- [Your instructions]
Which lines below contain "char"? Pull them out.

- [Dataset]

++++++

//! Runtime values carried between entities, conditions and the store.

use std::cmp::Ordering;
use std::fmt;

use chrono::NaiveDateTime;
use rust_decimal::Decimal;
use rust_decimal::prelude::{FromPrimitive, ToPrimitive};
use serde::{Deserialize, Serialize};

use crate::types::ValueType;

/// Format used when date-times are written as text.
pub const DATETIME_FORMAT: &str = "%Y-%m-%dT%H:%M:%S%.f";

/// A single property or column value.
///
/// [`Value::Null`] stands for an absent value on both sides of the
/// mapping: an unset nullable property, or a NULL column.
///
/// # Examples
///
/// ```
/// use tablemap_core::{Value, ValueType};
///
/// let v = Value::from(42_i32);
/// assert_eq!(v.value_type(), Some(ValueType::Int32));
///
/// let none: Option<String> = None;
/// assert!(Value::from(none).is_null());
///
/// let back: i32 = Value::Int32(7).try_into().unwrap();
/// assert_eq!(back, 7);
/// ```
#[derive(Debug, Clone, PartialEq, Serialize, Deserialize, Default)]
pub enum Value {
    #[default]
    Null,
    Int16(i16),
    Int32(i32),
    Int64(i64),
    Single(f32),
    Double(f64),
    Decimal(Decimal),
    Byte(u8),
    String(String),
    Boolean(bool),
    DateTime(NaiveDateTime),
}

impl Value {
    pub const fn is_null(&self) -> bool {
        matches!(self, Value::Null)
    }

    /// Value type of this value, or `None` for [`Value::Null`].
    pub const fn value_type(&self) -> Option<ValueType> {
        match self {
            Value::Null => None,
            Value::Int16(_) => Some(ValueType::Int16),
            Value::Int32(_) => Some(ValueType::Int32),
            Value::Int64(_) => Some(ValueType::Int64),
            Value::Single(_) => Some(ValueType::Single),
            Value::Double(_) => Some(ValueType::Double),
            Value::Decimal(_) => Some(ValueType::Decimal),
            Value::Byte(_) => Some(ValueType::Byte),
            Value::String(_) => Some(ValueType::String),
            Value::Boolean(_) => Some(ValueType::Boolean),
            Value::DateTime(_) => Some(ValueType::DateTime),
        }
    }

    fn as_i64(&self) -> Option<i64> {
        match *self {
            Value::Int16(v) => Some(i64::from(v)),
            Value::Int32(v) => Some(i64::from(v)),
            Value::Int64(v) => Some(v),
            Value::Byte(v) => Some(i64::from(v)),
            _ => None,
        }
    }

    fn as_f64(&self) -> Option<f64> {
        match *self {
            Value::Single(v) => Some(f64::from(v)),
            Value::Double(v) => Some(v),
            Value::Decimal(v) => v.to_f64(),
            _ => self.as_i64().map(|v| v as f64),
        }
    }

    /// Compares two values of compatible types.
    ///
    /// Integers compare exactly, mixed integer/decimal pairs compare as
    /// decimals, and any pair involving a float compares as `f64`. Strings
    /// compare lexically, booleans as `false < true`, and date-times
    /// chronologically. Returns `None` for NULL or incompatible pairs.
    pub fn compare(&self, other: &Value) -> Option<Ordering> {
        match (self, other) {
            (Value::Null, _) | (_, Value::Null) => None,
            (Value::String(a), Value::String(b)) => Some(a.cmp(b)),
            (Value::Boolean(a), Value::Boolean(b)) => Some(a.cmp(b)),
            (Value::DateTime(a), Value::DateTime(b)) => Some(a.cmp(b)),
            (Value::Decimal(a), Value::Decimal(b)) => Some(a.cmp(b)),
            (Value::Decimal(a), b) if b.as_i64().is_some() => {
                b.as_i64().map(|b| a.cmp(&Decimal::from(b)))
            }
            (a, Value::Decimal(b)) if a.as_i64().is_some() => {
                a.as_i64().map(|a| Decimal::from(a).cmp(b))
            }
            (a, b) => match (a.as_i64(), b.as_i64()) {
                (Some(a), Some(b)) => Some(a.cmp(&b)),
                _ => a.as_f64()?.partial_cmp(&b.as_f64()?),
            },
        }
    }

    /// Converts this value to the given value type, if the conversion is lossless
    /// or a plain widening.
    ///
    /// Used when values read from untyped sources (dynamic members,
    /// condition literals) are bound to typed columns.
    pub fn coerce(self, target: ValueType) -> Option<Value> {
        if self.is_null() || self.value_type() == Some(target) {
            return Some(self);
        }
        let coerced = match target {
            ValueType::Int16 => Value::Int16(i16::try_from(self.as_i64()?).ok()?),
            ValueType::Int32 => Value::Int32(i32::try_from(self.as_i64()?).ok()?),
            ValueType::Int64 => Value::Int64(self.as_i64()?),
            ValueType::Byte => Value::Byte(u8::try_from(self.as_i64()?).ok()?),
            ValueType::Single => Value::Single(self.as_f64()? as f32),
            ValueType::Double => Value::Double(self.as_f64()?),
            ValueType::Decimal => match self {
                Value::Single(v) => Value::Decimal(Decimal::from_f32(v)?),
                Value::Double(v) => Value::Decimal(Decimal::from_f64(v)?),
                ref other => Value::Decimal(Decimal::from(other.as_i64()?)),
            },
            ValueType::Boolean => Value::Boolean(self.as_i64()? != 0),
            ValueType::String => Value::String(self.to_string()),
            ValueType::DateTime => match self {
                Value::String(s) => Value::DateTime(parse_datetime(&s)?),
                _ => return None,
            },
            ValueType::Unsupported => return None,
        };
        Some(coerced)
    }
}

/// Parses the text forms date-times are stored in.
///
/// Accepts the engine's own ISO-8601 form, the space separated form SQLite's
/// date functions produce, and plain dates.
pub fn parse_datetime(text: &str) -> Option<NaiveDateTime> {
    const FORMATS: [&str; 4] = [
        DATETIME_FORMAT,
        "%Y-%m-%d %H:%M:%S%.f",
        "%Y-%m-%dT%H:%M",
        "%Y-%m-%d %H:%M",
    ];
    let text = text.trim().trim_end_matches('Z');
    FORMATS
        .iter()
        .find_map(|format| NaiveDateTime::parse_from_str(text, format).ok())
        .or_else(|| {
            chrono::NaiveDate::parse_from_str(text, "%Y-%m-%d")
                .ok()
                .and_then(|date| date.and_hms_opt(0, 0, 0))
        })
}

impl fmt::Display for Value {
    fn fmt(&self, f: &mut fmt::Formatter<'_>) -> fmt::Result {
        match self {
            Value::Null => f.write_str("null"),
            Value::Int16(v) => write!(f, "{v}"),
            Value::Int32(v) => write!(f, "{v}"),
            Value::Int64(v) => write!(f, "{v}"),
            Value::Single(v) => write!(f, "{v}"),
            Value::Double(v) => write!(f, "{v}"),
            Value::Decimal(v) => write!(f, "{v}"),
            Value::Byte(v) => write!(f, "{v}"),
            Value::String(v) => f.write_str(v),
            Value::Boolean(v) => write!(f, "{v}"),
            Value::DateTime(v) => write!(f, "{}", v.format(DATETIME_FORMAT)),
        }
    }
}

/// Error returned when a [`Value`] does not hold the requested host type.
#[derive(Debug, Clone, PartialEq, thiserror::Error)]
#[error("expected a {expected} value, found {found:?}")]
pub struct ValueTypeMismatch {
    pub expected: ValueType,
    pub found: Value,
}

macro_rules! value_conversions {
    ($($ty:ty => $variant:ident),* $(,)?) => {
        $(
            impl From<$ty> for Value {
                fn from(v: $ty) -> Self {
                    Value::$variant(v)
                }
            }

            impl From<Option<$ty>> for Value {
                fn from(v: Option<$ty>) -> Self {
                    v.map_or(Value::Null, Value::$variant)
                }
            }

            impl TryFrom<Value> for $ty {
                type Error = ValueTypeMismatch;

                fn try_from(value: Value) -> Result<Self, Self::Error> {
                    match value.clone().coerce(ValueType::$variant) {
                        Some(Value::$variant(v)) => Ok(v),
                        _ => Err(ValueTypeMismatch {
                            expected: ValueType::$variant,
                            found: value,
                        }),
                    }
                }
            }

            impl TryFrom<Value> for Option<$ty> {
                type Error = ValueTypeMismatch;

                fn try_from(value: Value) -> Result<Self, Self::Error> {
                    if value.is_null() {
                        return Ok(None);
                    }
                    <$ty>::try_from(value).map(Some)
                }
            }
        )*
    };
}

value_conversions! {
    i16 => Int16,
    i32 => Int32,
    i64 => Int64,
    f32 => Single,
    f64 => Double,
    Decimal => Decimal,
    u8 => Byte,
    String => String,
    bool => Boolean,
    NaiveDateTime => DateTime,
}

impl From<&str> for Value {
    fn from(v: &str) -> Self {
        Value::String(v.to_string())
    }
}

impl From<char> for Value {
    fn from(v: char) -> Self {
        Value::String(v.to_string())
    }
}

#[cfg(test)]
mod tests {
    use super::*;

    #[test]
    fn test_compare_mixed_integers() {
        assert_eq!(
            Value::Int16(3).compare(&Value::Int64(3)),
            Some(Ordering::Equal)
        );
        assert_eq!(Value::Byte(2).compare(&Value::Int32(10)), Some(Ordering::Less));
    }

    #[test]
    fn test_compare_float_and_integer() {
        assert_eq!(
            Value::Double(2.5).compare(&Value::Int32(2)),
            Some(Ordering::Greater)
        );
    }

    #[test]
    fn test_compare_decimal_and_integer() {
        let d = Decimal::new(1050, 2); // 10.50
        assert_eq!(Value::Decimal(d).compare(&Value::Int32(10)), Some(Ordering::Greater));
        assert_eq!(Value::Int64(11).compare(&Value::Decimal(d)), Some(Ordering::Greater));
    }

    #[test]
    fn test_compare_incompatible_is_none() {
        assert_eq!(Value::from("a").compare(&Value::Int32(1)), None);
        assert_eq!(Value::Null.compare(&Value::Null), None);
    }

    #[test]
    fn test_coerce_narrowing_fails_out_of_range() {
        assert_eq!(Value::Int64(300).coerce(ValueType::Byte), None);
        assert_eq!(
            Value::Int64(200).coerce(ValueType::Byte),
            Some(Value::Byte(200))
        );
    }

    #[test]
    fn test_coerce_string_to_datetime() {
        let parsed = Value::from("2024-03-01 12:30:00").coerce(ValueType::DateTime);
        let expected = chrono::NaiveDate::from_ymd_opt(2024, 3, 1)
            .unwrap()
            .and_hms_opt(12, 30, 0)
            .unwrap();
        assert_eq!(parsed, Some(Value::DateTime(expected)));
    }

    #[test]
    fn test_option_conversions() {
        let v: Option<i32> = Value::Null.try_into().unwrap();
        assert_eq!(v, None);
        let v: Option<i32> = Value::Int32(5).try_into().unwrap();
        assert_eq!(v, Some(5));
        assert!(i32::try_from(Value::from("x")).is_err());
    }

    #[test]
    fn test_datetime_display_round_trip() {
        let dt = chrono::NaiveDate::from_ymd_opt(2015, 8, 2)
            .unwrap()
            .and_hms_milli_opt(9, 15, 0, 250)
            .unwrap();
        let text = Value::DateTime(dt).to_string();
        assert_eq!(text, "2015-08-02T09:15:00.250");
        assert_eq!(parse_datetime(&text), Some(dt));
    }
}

++++++

- [Task answer]
impl From<char> for Value {
    fn from(v: char) -> Self {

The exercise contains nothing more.